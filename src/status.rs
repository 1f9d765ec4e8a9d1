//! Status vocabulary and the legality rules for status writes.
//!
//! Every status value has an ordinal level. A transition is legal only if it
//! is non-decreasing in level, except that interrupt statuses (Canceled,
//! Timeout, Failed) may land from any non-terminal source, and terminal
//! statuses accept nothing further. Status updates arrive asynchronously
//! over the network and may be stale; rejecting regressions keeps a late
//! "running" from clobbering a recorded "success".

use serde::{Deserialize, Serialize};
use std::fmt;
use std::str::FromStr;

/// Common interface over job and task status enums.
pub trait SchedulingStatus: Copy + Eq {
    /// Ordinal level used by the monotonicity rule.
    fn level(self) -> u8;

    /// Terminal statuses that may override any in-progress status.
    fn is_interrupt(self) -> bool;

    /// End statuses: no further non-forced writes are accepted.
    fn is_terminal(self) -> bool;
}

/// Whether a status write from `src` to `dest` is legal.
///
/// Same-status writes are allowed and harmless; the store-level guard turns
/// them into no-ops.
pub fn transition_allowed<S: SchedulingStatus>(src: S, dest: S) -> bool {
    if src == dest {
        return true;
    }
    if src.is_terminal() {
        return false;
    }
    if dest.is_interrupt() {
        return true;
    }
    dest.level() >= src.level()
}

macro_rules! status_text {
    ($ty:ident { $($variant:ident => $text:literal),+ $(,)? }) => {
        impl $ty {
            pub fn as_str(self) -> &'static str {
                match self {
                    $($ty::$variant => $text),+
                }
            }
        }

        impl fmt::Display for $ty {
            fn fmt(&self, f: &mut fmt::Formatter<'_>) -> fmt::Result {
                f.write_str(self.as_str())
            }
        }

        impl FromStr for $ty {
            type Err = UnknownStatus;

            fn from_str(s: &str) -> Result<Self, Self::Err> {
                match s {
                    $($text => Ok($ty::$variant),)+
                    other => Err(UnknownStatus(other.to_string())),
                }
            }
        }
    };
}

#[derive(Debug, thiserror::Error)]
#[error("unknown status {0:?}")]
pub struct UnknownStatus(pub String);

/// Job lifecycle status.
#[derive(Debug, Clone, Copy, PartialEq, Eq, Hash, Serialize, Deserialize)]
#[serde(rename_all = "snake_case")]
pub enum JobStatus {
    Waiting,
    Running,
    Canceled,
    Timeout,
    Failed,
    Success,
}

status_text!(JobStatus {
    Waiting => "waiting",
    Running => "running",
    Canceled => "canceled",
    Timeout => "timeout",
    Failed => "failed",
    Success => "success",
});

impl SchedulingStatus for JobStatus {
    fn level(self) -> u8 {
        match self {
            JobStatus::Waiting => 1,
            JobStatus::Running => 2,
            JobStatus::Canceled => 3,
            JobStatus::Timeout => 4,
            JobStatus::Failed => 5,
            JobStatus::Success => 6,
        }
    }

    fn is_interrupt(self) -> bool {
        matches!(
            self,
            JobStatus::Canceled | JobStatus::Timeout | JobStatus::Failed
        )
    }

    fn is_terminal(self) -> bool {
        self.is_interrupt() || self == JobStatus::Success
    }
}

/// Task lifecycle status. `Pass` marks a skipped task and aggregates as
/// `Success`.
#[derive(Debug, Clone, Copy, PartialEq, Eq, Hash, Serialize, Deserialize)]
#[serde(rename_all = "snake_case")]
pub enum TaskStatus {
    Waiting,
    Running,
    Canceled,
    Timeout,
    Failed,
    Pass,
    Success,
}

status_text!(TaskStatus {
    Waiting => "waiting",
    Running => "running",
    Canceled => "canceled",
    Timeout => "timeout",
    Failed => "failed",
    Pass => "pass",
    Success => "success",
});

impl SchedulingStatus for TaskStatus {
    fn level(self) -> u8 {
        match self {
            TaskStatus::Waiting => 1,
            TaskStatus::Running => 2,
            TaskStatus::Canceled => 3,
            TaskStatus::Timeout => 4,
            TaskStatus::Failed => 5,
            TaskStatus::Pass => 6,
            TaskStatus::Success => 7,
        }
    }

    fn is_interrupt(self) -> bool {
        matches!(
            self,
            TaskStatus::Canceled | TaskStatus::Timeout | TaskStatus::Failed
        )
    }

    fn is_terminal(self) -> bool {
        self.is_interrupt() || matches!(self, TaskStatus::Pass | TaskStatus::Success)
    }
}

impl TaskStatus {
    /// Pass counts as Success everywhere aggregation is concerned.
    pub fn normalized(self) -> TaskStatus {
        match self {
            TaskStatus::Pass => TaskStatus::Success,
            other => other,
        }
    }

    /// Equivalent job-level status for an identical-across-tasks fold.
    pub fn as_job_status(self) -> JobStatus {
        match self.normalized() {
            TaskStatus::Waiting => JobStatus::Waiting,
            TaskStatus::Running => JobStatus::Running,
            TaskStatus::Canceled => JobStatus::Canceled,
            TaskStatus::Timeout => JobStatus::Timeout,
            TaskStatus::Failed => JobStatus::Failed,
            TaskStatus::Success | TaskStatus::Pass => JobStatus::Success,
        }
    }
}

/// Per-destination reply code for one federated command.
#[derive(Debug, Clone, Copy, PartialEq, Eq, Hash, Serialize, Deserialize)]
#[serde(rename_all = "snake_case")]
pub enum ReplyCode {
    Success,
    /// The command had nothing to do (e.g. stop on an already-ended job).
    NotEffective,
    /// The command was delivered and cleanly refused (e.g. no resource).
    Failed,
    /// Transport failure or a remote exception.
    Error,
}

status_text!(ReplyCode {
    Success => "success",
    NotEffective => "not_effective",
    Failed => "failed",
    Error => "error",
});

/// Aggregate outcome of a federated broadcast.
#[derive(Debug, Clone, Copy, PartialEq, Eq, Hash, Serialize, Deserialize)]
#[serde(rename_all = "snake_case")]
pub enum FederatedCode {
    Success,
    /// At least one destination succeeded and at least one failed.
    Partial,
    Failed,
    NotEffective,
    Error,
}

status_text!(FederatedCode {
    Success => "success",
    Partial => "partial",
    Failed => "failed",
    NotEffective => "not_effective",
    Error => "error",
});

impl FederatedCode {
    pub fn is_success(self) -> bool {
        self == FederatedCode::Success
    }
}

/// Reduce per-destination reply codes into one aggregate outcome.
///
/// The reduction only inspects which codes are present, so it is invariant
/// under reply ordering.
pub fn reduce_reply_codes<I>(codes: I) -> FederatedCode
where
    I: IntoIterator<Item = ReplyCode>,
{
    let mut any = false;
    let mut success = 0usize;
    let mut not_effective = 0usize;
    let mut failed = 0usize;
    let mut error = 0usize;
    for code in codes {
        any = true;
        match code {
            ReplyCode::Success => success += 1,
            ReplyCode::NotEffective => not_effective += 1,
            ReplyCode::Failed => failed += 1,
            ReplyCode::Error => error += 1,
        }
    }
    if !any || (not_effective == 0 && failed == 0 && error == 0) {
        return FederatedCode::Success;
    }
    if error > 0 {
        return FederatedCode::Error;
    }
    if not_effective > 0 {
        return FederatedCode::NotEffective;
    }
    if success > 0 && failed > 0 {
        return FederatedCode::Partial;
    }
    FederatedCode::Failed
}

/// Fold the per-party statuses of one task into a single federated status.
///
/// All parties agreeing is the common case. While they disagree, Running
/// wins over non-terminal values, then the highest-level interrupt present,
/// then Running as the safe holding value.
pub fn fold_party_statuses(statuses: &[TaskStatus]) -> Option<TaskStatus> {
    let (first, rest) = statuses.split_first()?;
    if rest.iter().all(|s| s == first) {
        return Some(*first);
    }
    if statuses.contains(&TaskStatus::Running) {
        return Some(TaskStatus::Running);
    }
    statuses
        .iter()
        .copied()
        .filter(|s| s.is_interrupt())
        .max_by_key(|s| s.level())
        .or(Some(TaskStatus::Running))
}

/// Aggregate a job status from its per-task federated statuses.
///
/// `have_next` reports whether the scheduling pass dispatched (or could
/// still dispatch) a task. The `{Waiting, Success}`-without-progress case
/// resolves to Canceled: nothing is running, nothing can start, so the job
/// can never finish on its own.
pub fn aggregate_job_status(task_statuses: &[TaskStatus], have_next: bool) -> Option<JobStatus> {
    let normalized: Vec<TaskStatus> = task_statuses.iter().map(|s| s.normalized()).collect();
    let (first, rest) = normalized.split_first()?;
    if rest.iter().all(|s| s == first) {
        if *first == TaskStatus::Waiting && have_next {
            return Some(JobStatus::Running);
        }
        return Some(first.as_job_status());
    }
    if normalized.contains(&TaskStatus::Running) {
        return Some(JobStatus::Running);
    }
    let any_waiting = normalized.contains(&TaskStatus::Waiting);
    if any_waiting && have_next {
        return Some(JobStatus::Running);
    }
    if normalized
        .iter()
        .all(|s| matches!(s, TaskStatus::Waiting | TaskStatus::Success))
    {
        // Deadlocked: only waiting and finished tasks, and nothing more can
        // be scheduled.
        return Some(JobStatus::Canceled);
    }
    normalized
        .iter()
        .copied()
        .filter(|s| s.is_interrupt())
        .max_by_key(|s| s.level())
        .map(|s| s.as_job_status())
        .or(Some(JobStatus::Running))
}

------------------------------------------------------------------------

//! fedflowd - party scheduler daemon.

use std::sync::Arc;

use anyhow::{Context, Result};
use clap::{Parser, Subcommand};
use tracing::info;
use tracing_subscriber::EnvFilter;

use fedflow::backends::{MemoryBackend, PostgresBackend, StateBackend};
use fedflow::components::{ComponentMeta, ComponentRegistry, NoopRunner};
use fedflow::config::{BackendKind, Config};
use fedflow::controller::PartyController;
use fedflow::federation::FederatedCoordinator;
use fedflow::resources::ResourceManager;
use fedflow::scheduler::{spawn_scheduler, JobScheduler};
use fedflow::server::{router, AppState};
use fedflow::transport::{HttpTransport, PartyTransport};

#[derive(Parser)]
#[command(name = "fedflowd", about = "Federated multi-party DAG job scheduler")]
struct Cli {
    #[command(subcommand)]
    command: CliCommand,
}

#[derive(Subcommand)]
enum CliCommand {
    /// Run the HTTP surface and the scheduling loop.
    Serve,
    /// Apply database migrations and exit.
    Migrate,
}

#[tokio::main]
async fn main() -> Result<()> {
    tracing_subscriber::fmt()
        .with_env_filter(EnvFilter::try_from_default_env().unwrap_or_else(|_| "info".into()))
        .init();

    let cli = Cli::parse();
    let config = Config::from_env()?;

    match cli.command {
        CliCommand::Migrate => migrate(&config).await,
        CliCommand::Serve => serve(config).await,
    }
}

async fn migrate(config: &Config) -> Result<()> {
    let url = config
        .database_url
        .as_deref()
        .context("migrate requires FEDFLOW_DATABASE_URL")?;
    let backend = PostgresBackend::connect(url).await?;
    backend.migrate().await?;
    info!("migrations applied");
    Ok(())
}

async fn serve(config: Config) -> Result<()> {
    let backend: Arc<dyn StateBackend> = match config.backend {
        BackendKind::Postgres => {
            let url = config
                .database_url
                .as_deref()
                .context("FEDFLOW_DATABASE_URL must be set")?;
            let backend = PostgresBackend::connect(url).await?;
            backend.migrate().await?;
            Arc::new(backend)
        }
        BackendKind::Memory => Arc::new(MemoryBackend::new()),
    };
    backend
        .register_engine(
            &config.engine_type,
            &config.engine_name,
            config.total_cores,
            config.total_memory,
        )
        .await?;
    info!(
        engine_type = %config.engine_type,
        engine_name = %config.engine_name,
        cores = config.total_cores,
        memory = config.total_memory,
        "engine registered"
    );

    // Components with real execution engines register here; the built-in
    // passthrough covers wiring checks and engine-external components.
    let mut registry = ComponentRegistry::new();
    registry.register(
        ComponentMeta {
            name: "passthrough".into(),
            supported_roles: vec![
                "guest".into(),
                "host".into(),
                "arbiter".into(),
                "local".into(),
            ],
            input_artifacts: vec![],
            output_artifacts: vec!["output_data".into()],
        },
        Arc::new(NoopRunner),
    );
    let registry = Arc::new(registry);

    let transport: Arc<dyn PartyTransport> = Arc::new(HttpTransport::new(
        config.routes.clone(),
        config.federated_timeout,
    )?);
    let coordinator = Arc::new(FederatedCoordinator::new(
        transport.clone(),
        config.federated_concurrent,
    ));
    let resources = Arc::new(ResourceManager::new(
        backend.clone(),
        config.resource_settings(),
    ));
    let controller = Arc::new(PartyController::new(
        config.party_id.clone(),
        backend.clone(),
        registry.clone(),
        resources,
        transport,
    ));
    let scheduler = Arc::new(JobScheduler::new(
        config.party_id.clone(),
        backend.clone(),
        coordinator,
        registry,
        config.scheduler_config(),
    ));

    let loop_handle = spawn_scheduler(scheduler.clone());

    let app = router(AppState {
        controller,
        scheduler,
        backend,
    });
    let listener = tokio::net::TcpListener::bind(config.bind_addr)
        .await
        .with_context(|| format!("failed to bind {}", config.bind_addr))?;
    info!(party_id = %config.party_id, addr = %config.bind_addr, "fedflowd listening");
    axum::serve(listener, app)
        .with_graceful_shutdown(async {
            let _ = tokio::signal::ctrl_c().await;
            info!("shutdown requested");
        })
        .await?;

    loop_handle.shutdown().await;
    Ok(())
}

------------------------------------------------------------------------

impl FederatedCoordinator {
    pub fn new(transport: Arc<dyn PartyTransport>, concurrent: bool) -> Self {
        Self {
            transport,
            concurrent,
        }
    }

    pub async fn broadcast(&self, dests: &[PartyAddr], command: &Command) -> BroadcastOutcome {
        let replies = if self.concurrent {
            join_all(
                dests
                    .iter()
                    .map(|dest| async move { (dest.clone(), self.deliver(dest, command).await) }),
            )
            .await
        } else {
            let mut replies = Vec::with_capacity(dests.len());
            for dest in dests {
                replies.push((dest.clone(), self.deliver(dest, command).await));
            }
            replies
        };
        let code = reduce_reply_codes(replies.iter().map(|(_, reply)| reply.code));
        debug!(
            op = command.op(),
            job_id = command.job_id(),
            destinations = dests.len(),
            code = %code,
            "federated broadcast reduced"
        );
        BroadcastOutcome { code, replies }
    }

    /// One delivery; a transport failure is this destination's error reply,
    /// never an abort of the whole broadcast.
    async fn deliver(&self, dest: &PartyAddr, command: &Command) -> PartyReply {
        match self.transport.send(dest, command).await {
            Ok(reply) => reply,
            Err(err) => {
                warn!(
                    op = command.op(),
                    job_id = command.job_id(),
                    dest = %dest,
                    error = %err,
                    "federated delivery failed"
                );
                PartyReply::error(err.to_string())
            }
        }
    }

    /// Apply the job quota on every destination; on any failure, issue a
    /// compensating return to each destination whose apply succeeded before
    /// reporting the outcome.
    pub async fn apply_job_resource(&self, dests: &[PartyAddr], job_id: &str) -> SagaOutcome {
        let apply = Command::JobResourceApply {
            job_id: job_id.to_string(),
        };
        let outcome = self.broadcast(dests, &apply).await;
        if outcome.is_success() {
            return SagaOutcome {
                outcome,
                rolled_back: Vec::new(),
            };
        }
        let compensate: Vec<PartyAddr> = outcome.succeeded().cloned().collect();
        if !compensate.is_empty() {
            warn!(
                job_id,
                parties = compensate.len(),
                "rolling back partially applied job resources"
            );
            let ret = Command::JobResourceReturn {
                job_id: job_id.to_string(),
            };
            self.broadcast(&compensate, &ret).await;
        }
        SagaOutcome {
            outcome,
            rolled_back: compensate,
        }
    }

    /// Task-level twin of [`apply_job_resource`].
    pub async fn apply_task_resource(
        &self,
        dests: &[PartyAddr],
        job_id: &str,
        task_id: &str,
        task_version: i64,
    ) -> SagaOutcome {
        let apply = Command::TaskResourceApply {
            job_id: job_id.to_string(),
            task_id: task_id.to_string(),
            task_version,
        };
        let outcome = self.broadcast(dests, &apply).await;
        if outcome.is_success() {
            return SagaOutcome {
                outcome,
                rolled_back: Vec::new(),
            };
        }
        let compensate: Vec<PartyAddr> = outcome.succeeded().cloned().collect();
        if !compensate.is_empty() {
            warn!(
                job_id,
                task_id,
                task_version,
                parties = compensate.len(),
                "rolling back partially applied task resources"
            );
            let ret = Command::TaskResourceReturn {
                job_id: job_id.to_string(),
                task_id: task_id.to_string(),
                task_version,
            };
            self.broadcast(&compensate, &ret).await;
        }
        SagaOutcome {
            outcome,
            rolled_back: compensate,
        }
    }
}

------------------------------------------------------------------------

_Work order:_ Please, from the entries above, set down exactly the lines from the one containing "filename src/status.rs" through the one containing "updates arrive asynchronously", and only those.

_Answer area:_
filename src/status.rs
repository 1f9d765ec4e8a9d1
//! Status vocabulary and the legality rules for status writes.
//!
//! Every status value has an ordinal level. A transition is legal only if it
//! is non-decreasing in level, except that interrupt statuses (Canceled,
//! Timeout, Failed) may land from any non-terminal source, and terminal
//! statuses accept nothing further. Status updates arrive asynchronously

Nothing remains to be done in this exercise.